I'm a pretty private person. When tragedy strikes, I don't like to talk about it. When something makes me sad, I keep it to myself. If I'm angry or upset, I can only give you the basic facts of the situation; I don't like to go into detail. This isn't a result of anything aside from the fact that I can be a quiet person. I don't like a spotlight, especially if it's sympathy. Maybe I just don't trust a lot of people to be kind with my feelings. It's partially why I'm more defensive than I should be. Walls don't come down very easily.

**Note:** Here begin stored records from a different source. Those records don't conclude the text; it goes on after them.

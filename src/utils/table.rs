//! Table rendering utilities for CLI outputs.
//!
//! Widths are measured on the visible text, so cells may carry ANSI colors.

use regex::Regex;
use std::sync::LazyLock;

static ANSI: LazyLock<Regex> = LazyLock::new(|| Regex::new(r"\x1B\[[0-9;]*[mK]").unwrap());

pub fn strip_ansi(s: &str) -> String {
    ANSI.replace_all(s, "").into_owned()
}

fn visible_len(s: &str) -> usize {
    strip_ansi(s).chars().count()
}

pub struct Column {
    pub header: String,
    pub width: usize,
}

impl Column {
    pub fn new(header: &str, width: usize) -> Self {
        Self {
            header: header.to_string(),
            width,
        }
    }
}

pub struct Table {
    pub columns: Vec<Column>,
    pub rows: Vec<Vec<String>>,
}

impl Table {
    pub fn new(columns: Vec<Column>) -> Self {
        Self {
            columns,
            rows: Vec::new(),
        }
    }

    pub fn add_row(&mut self, row: Vec<String>) {
        self.rows.push(row);
    }

    pub fn render(&self) -> String {
        let mut out = String::new();

        // Header
        for col in &self.columns {
            out.push_str(&format!("{:<width$} ", col.header, width = col.width));
        }
        out.push('\n');

        // Rows
        for row in &self.rows {
            for (i, col) in self.columns.iter().enumerate() {
                let cell = row.get(i).map(String::as_str).unwrap_or("");
                let pad = col.width.saturating_sub(visible_len(cell));
                out.push_str(cell);
                out.push_str(&" ".repeat(pad + 1));
            }
            out.push('\n');
        }

        out
    }
}
pub mod add;
pub mod config;
pub mod db;
pub mod del;
pub mod edit;
pub mod init;
pub mod list;
pub mod log;
pub mod punch;
pub mod report;
pub mod show;

use crate::core::context::SessionContext;
use crate::errors::AppResult;
use crate::utils::date::resolve_date;
use chrono::NaiveDate;

/// Date argument of a day command; `None` means today in the session zone.
pub(crate) fn day_arg(raw: Option<&str>, ctx: &SessionContext) -> AppResult<NaiveDate> {
    match raw {
        Some(s) => resolve_date(s, ctx.today()),
        None => Ok(ctx.today()),
    }
}
//! Per-invocation context threaded through every logic call.

use crate::core::clock::Clock;
use crate::utils::zone::Zone;
use chrono::{DateTime, NaiveDate, Utc};

/// Who is acting, in which zone, and at which instant.
///
/// Built once per command from configuration and the clock. `now` is
/// captured at construction so that every computation of the same command
/// agrees on what "today" is.
#[derive(Debug, Clone)]
pub struct SessionContext {
    pub user: String,
    pub zone: Zone,
    pub now: DateTime<Utc>,
}

impl SessionContext {
    pub fn new(user: impl Into<String>, zone: Zone, clock: &dyn Clock) -> Self {
        Self::at(user, zone, clock.now())
    }

    pub fn at(user: impl Into<String>, zone: Zone, now: DateTime<Utc>) -> Self {
        Self {
            user: user.into(),
            zone,
            now,
        }
    }

    pub fn today(&self) -> NaiveDate {
        self.zone.date_of(self.now)
    }

    pub fn is_today(&self, date: NaiveDate) -> bool {
        self.today() == date
    }
}
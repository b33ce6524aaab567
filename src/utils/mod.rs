pub mod colors;
pub mod date;
pub mod formatting;
pub mod logging;
pub mod path;
pub mod table;
pub mod time;
pub mod zone;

But all "tortured artist" thoughts aside, I guess the same goes for good news too. It's hard to find someone to share certain things with because sometimes the context of the situation takes more time to explain than it takes time to just tell the nuts and bolts of the story. And, most often, the people who would understand either aren't around to hear it and I'm not one to babble incessantly to someone who doesn't want/need to listen. So then it becomes easier to keep it to myself, and thus the cycle of introversion continues.

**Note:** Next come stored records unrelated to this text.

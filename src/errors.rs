//! Unified application error type.
//! Every layer (store, core, cli, utils) returns AppError so that failures
//! reach `main` through a single `?` chain.

use chrono::NaiveDate;
use std::io;
use thiserror::Error;

#[derive(Error, Debug)]
pub enum AppError {
    // ---------------------------
    // IO / serialization
    // ---------------------------
    #[error("I/O error: {0}")]
    Io(#[from] io::Error),

    #[error("JSON error: {0}")]
    Json(#[from] serde_json::Error),

    #[error("YAML error: {0}")]
    Yaml(#[from] serde_yaml::Error),

    #[error("CSV error: {0}")]
    Csv(#[from] csv::Error),

    // ---------------------------
    // Database-related
    // ---------------------------
    #[error("Database error: {0}")]
    Db(#[from] rusqlite::Error),

    #[error("Database migration error: {0}")]
    Migration(String),

    // ---------------------------
    // Parsing errors
    // ---------------------------
    #[error("Invalid date format: {0}")]
    InvalidDate(String),

    #[error("Invalid time format: {0}")]
    InvalidTime(String),

    #[error("Invalid timezone: {0}")]
    InvalidTimezone(String),

    #[error("Invalid period: {0}")]
    InvalidPeriod(String),

    // ---------------------------
    // Entry logic
    // ---------------------------
    #[error("Validation error: {0}")]
    Validation(String),

    /// Carries the 0-based index; displayed 1-based.
    #[error("Entry #{} not found", .0 + 1)]
    NotFound(usize),

    #[error("Check-in/out is only available for today; {0} is not today")]
    NotToday(NaiveDate),

    // ---------------------------
    // Config errors
    // ---------------------------
    #[error("Configuration error: {0}")]
    Config(String),

    // ---------------------------
    // Generic fallback
    // ---------------------------
    #[error("Internal error: {0}")]
    Other(String),
}

impl AppError {
    pub fn validation(msg: impl Into<String>) -> Self {
        AppError::Validation(msg.into())
    }

    /// True for failures caused by the caller's input rather than the store.
    pub fn is_user_error(&self) -> bool {
        matches!(
            self,
            AppError::Validation(_)
                | AppError::NotFound(_)
                | AppError::NotToday(_)
                | AppError::InvalidDate(_)
                | AppError::InvalidTime(_)
                | AppError::InvalidTimezone(_)
                | AppError::InvalidPeriod(_)
        )
    }
}

pub type AppResult<T> = Result<T, AppError>;
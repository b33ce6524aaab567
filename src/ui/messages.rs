//! Coloured one-line messages for the terminal.

use std::fmt;

const RESET: &str = "\x1b[0m";
const BOLD: &str = "\x1b[1m";

#[derive(Clone, Copy)]
enum Tone {
    Info,
    Success,
    Warning,
    Error,
}

impl Tone {
    fn color(self) -> &'static str {
        match self {
            Tone::Info => "\x1b[34m",
            Tone::Success => "\x1b[32m",
            Tone::Warning => "\x1b[33m",
            Tone::Error => "\x1b[31m",
        }
    }

    fn icon(self) -> &'static str {
        match self {
            Tone::Info => "ℹ️",
            Tone::Success => "✅",
            Tone::Warning => "⚠️",
            Tone::Error => "❌",
        }
    }

    fn render(self, msg: &dyn fmt::Display) -> String {
        format!("{}{}{} {}{}", self.color(), BOLD, self.icon(), RESET, msg)
    }
}

pub fn info<T: fmt::Display>(msg: T) {
    println!("{}", Tone::Info.render(&msg));
}

pub fn success<T: fmt::Display>(msg: T) {
    println!("{}", Tone::Success.render(&msg));
}

pub fn warning<T: fmt::Display>(msg: T) {
    println!("{}", Tone::Warning.render(&msg));
}

pub fn error<T: fmt::Display>(msg: T) {
    eprintln!("{}", Tone::Error.render(&msg));
}

/// Section header, e.g. `=== 2025-07-16 ===`.
pub fn header<T: fmt::Display>(msg: T) {
    println!("{}{}=== {} ==={}", Tone::Info.color(), BOLD, msg, RESET);
}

And then I realized how deep of a hole I've truly dug myself into. I'm not sure if it's a good or bad thing: to be so absorbed in my work and in my thoughts. It's been both a positive and negative for me in the past. I've had accusations in the past that I've allowed my work to distract me from personal relationships and problems, but I've also had people praise me for my work ethic and responsibility - a win-lose situation, I suppose.

"Would you rather be alone, but successful, or happy?" someone asked me once, and I still think it's a ridiculous question. Why are the two mutually exclusive? Does success force you to be alone? And does a person's state of happiness rely on other people's actions and presence? There's a happy medium somewhere, and it's about time I try to find it.